Array databases 1: Candidates and comparing xarray/Dask
Big data is big at the moment. Everyone and their nephew are aware of data and its superpower. However, most of this is data valuable for businesses, data that can be represented in a dataframe a.k.a. database table.
id | customer_id | product_id | order_amount | profit |
---|---|---|---|---|
1 | 5340 | 12408 | 3 | 100 |
2 | 235 | 9401 | 8 | 90 |
Business data
To store this data, we have great relational databases, columnar databases, managed columnar autoscaling databases, etcetera. We can even build streaming pipelines to reach the ultimate goal of optimizing clickthrough rates in realtime.

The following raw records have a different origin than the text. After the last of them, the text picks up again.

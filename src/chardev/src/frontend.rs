// Copyright 2025 Amazon.com, Inc. or its affiliates. All Rights Reserved.
// SPDX-License-Identifier: Apache-2.0

//! Front-end side of the chardev layer: the per-device binding and the
//! policies it enforces between a guest device model and its backend.

use std::cell::RefCell;
use std::fmt;
use std::io;
use std::os::unix::io::RawFd;
use std::process;
use std::rc::{Rc, Weak};
use std::time::Duration;

use log::error;
use vclock::Timer;
use vmm_sys_util::epoll::EventSet;

use crate::backend::{ChardevRef, WatchCallback};
use crate::replay::ReplayMode;
use crate::{ChardevContext, ChardevError, ChardevEvent, CHR_READ_BUF_LEN};

/// Capacity probe installed by the guest device: how many input bytes it
/// can accept right now.
pub type CanReadHandler = Box<dyn FnMut() -> usize>;
/// Input delivery installed by the guest device.
pub type ReadHandler = Box<dyn FnMut(&[u8])>;
/// Event delivery installed by the guest device.
pub type EventHandler = Box<dyn FnMut(ChardevEvent)>;
/// Notification that the backend behind the binding was swapped.
pub type BeChangeHandler = Box<dyn FnMut()>;

/// Backoff between retries when a synchronous read reports `WouldBlock`.
const READ_RETRY_DELAY: Duration = Duration::from_micros(100);

#[derive(Default)]
pub(crate) struct Handlers {
    pub(crate) can_read: Option<CanReadHandler>,
    pub(crate) read: Option<ReadHandler>,
    pub(crate) event: Option<EventHandler>,
    pub(crate) be_change: Option<BeChangeHandler>,
}

/// Shared state of one binding. The backend holds a weak reference to it,
/// which is what lets input flow backend-to-device without either side
/// owning the other.
pub(crate) struct FeState {
    chr: Option<ChardevRef>,
    tag: usize,
    is_guest_device: bool,
    fe_open: bool,
    handlers: Rc<RefCell<Handlers>>,
    deferred_open_timer: Option<Timer>,
    ctx: ChardevContext,
}

/// The per-device connector between one guest device model and one
/// backend.
pub struct CharFrontend {
    state: Rc<RefCell<FeState>>,
}
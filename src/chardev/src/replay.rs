// Copyright 2025 Amazon.com, Inc. or its affiliates. All Rights Reserved.
// SPDX-License-Identifier: Apache-2.0

use std::cell::RefCell;
use std::collections::VecDeque;
use std::io;
use std::rc::Rc;

/// Whether backend I/O is being recorded, replayed, or neither.
#[derive(Clone, Copy, Debug, Default, PartialEq, Eq)]
pub enum ReplayMode {
    /// Replay is inactive.
    #[default]
    Off,
    /// Backend reads are appended to the log as they happen.
    Record,
    /// Backend reads are served from the log instead of the backend.
    Play,
}

/// In-memory log of the backend reads a replay-enabled chardev performed.
#[derive(Debug)]
pub struct ReplayLog {
    mode: ReplayMode,
    events: RefCell<VecDeque<ReplayEvent>>,
}

#[derive(Debug)]
enum ReplayEvent {
    Read(Vec<u8>),
    ReadError(i32),
}

impl ReplayLog {
    /// Creates a log operating in `mode`.
    pub fn new(mode: ReplayMode) -> Rc<ReplayLog> {
        Rc::new(ReplayLog {
            mode,
            events: RefCell::new(VecDeque::new()),
        })
    }

    /// The mode this log was created in.
    pub fn mode(&self) -> ReplayMode {
        self.mode
    }

    /// Number of logged events not yet consumed.
    pub fn len(&self) -> usize {
        self.events.borrow().len()
    }

    /// Whether the log holds no pending events.
    pub fn is_empty(&self) -> bool {
        self.events.borrow().is_empty()
    }

    /// Seeds a read for a later playback run.
    pub fn push_read(&self, buf: &[u8]) {
        self.events.borrow_mut().push_back(ReplayEvent::Read(buf.to_vec()));
    }

    pub(crate) fn save_read(&self, buf: &[u8]) {
        self.push_read(buf);
    }

    pub(crate) fn save_read_error(&self, err: &io::Error) {
        self.events
            .borrow_mut()
            .push_back(ReplayEvent::ReadError(err.raw_os_error().unwrap_or(libc::EIO)));
    }

    /// Pops the next logged read into `buf`. An empty log replays as a
    /// zero-length read.
    pub(crate) fn load_read(&self, buf: &mut [u8]) -> io::Result<usize> {
        match self.events.borrow_mut().pop_front() {
            Some(ReplayEvent::Read(data)) => {
                let len = data.len().min(buf.len());
                buf[..len].copy_from_slice(&data[..len]);
                Ok(len)
            }
            Some(ReplayEvent::ReadError(errno)) => Err(io::Error::from_raw_os_error(errno)),
            None => Ok(0),
        }
    }
}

Science data, however, does not always fit in this paradigm. More often than not, this data is best represented as large multi-dimensional arrays, especially earth observation and weather/climate simulation data. Some argue that with the advent of machine learning and data science, more and more of this computation will move into the database, and this computation is best defined on arrays.
Interesting data
We are not completely at a loss, luckily, as there are some solutions to querying this kind of data effectively. In this series we will look at multiple array databases, and do a similar set of operations with them, to get a feeling for how they work, and what their strong and weak points are.
After a bit of searching I compiled this list of interesting options for storing array data:
- Store as file or blobs, query with xarray + Dask (this post)
- SciDB, a custom array database (future post)
- PostGIS raster, support for rasters in PostGIS/Postgres (future post)
- TileDB, a modern way to analyze array data using Dask as compute backend and blob storage to store array (meta)data (future post)
- rasdaman, the original array database, seems to have been around for a while (possibly future post)
We'll use temperature data from the ERA5 reanalysis as representative usecase. I intend to make a comparison post at the end of this series going over some of the strong points and weaknesses of the different systems.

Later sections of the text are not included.